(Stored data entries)
##############################

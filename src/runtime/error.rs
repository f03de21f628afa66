//! Runtime-specific error types
//!
//! Handler outcomes are explicit values: the runtime inspects them to decide
//! which task status to write and whether the cycle failed.

use crate::error::SubstrateError;
use serde_json::{json, Value};
use thiserror::Error;

/// Errors a message, task or periodic handler can report
#[derive(Error, Debug)]
pub enum HandlerError {
    /// Business logic failed
    #[error("Handler failed: {0}")]
    Failed(String),

    /// The payload is missing fields or has the wrong shape
    #[error("Malformed payload: {0}")]
    MalformedPayload(String),

    /// No handler is registered for the task's `type`
    #[error("No handler registered for task type: {0}")]
    UnknownTaskType(String),

    /// A substrate call made by the handler failed
    #[error(transparent)]
    Substrate(#[from] SubstrateError),
}

impl HandlerError {
    /// Short machine-readable kind, stored with failed tasks
    pub fn kind(&self) -> &'static str {
        match self {
            HandlerError::Failed(_) => "failed",
            HandlerError::MalformedPayload(_) => "malformed_payload",
            HandlerError::UnknownTaskType(_) => "unknown_task_type",
            HandlerError::Substrate(_) => "substrate",
        }
    }

    /// Result value written to a task that this error failed
    pub fn to_result_value(&self) -> Value {
        json!({
            "error": self.to_string(),
            "kind": self.kind(),
        })
    }
}

/// Result alias for handlers
pub type HandlerResult<T> = std::result::Result<T, HandlerError>;

/// Why a polling cycle ended early
#[derive(Error, Debug)]
pub enum CycleError {
    /// The store failed while draining the mailbox or task queue
    #[error(transparent)]
    Substrate(#[from] SubstrateError),

    /// A message handler failed
    #[error("Message {message_id} ({message_type}) failed: {source}")]
    Message {
        /// Message id
        message_id: i64,
        /// Message type that was dispatched
        message_type: String,
        /// Handler error
        #[source]
        source: HandlerError,
    },

    /// A task handler failed; the task has been marked failed
    #[error("Task {task_id} failed: {source}")]
    Task {
        /// Public task id
        task_id: String,
        /// Handler error
        #[source]
        source: HandlerError,
    },

    /// The periodic action failed
    #[error("Periodic action failed: {0}")]
    Periodic(#[source] HandlerError),
}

##############################

Retype only this portion of the data above: the line containing "handler registered for", the line containing "alias for handlers", and all lines between them, exactly.

> **REPLY**
    #[error("No handler registered for task type: {0}")]
    UnknownTaskType(String),

    /// A substrate call made by the handler failed
    #[error(transparent)]
    Substrate(#[from] SubstrateError),
}

impl HandlerError {
    /// Short machine-readable kind, stored with failed tasks
    pub fn kind(&self) -> &'static str {
        match self {
            HandlerError::Failed(_) => "failed",
            HandlerError::MalformedPayload(_) => "malformed_payload",
            HandlerError::UnknownTaskType(_) => "unknown_task_type",
            HandlerError::Substrate(_) => "substrate",
        }
    }

    /// Result value written to a task that this error failed
    pub fn to_result_value(&self) -> Value {
        json!({
            "error": self.to_string(),
            "kind": self.kind(),
        })
    }
}

/// Result alias for handlers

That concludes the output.